*ASSIGNMENT*.
All lines in the data below carrying the string "extend" are to be located and copied.

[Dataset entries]
※ ※ ※

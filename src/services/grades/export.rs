//! 成绩表 CSV 导出

use actix_web::{HttpRequest, HttpResponse, Result as ActixResult};
use chrono::{DateTime, TimeZone};
use tracing::{error, info};

use super::GradeService;
use super::board::load_board;
use crate::models::ErrorCode;
use crate::models::grades::requests::GradeBoardParams;
use crate::models::grades::responses::{GradeBoardResponse, GradeBoardRow};
use crate::models::subjects::entities::Subject;
use crate::services::access::current_user_id;
use crate::services::bad_request;

pub async fn export_grades(
    service: &GradeService,
    request: &HttpRequest,
    query: GradeBoardParams,
) -> ActixResult<HttpResponse> {
    let storage = service.get_storage(request);
    let user_id = match current_user_id(request) {
        Ok(id) => id,
        Err(resp) => return Ok(resp),
    };

    let (subject, board) =
        match load_board(&storage, user_id, query.class_id, query.subject_id).await {
            Ok(result) => result,
            Err(resp) => return Ok(resp),
        };

    // 所有成绩录入完成后才能导出
    if !board.complete {
        return Ok(bad_request(
            ErrorCode::GradesIncomplete,
            "All grades must be filled in before exporting",
        ));
    }

    let data = render_csv(&board).map_err(|e| {
        error!("CSV 生成失败: {}", e);
        actix_web::error::ErrorInternalServerError(format!("CSV 生成失败: {e}"))
    })?;
    let filename = export_filename(&chrono::Local::now(), board.class_id, &subject);

    info!(
        "Grades exported for class {} subject {} ({} students)",
        board.class_id,
        board.subject_id,
        board.students.len()
    );

    Ok(HttpResponse::Ok()
        .content_type("text/csv; charset=utf-8")
        .insert_header((
            "Content-Disposition",
            format!("attachment; filename=\"{filename}\""),
        ))
        .body(data))
}

fn format_grade(value: Option<f64>) -> String {
    value.map(|v| format!("{v:.2}")).unwrap_or_default()
}

/// 表头 `Matrícula,Nome,<缩写…>[,Nota Final]`，设置了公式时才有最终成绩列
pub(crate) fn render_csv(board: &GradeBoardResponse) -> Result<Vec<u8>, csv::Error> {
    let include_final = board
        .formula
        .as_deref()
        .is_some_and(|f| !f.trim().is_empty());

    let mut wtr = csv::Writer::from_writer(vec![]);

    let mut header = vec!["Matrícula".to_string(), "Nome".to_string()];
    header.extend(board.components.iter().map(|c| c.abbreviation.clone()));
    if include_final {
        header.push("Nota Final".to_string());
    }
    wtr.write_record(&header)?;

    let mut rows: Vec<&GradeBoardRow> = board.students.iter().collect();
    rows.sort_by(|a, b| a.name.cmp(&b.name));

    for row in rows {
        let mut record = vec![row.registration.clone(), row.name.clone()];
        record.extend(
            board
                .components
                .iter()
                .map(|c| format_grade(row.grades.get(&c.abbreviation).copied().flatten())),
        );
        if include_final {
            record.push(format_grade(row.effective_grade()));
        }
        wtr.write_record(&record)?;
    }

    wtr.into_inner().map_err(|e| e.into_error().into())
}

/// `YYYY-MM-DD_HHMMSSmmm-Turma{class_id}_{学科缩写或 ID}.csv`
pub(crate) fn export_filename<Tz: TimeZone>(
    now: &DateTime<Tz>,
    class_id: i64,
    subject: &Subject,
) -> String
where
    Tz::Offset: std::fmt::Display,
{
    format!(
        "{}-Turma{}_{}.csv",
        now.format("%Y-%m-%d_%H%M%S%3f"),
        class_id,
        subject.file_label()
    )
}

#[cfg(test)]
mod tests {
    use super::*;
    use crate::services::grades::board::build_board;
    use crate::services::grades::board::tests::{component, record, student, subject};
    use chrono::Utc;

    #[test]
    fn test_render_csv_with_formula() {
        let board = build_board(
            3,
            &subject(Some("(P1 + P2) / 2")),
            vec![component(1, "P1", 1.0), component(2, "P2", 1.0)],
            vec![student(11, "2024002", "Bruno"), student(10, "2024001", "Ana")],
            &[
                record(10, 1, 5.0),
                record(10, 2, 8.5),
                record(11, 1, 7.0),
                record(11, 2, 6.25),
            ],
            &[],
        );

        let csv = String::from_utf8(render_csv(&board).unwrap()).unwrap();
        let lines: Vec<&str> = csv.lines().collect();
        assert_eq!(lines[0], "Matrícula,Nome,P1,P2,Nota Final");
        assert_eq!(lines[1], "2024001,Ana,5.00,8.50,6.75");
        assert_eq!(lines[2], "2024002,Bruno,7.00,6.25,6.63");
        assert_eq!(lines.len(), 3);
    }

    #[test]
    fn test_render_csv_without_formula_has_no_final_column() {
        let board = build_board(
            3,
            &subject(None),
            vec![component(1, "P1", 1.0)],
            vec![student(10, "2024001", "Ana, Maria")],
            &[record(10, 1, 10.0)],
            &[],
        );

        let csv = String::from_utf8(render_csv(&board).unwrap()).unwrap();
        let lines: Vec<&str> = csv.lines().collect();
        assert_eq!(lines[0], "Matrícula,Nome,P1");
        assert_eq!(lines[1], "2024001,\"Ana, Maria\",10.00");
    }

    #[test]
    fn test_export_filename() {
        let now = Utc
            .with_ymd_and_hms(2024, 3, 5, 9, 7, 2)
            .single()
            .unwrap()
            + chrono::Duration::milliseconds(45);

        assert_eq!(
            export_filename(&now, 3, &subject(None)),
            "2024-03-05_090702045-Turma3_ALG.csv"
        );

        let mut without_abbreviation = subject(None);
        without_abbreviation.abbreviation = None;
        assert_eq!(
            export_filename(&now, 12, &without_abbreviation),
            "2024-03-05_090702045-Turma12_7.csv"
        );
    }
}
use serde::Deserialize;
use ts_rs::TS;

use crate::models::common::{PaginationQuery, pagination::deserialize_optional_i64};

// 班级列表查询参数
#[derive(Debug, Clone, Default, Deserialize, TS)]
#[ts(export, export_to = "../frontend/src/types/generated/class.ts")]
pub struct ClassListParams {
    #[serde(flatten)]
    #[ts(flatten)]
    pub pagination: PaginationQuery,
    #[serde(default, deserialize_with = "deserialize_optional_i64")]
    pub course_id: Option<i64>,
    pub search: Option<String>,
}

#[derive(Debug, Clone, Deserialize, TS)]
#[ts(export, export_to = "../frontend/src/types/generated/class.ts")]
pub struct CreateClassRequest {
    pub course_id: i64,
    pub name: String,
    /// 创建时一并关联的学科
    #[serde(default)]
    pub subject_ids: Vec<i64>,
}

#[derive(Debug, Clone, Deserialize, TS)]
#[ts(export, export_to = "../frontend/src/types/generated/class.ts")]
pub struct UpdateClassRequest {
    pub name: Option<String>,
}

#[derive(Debug, Clone, Deserialize, TS)]
#[ts(export, export_to = "../frontend/src/types/generated/class.ts")]
pub struct LinkSubjectRequest {
    pub subject_id: i64,
}

#[derive(Debug, Clone, Deserialize, TS)]
#[ts(export, export_to = "../frontend/src/types/generated/class.ts")]
pub struct EnrollStudentRequest {
    #[serde(alias = "aluno_id")]
    pub student_id: i64,
}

※ ※ ※

*TASK RESPONSE*.
    header.extend(board.components.iter().map(|c| c.abbreviation.clone()));
        record.extend(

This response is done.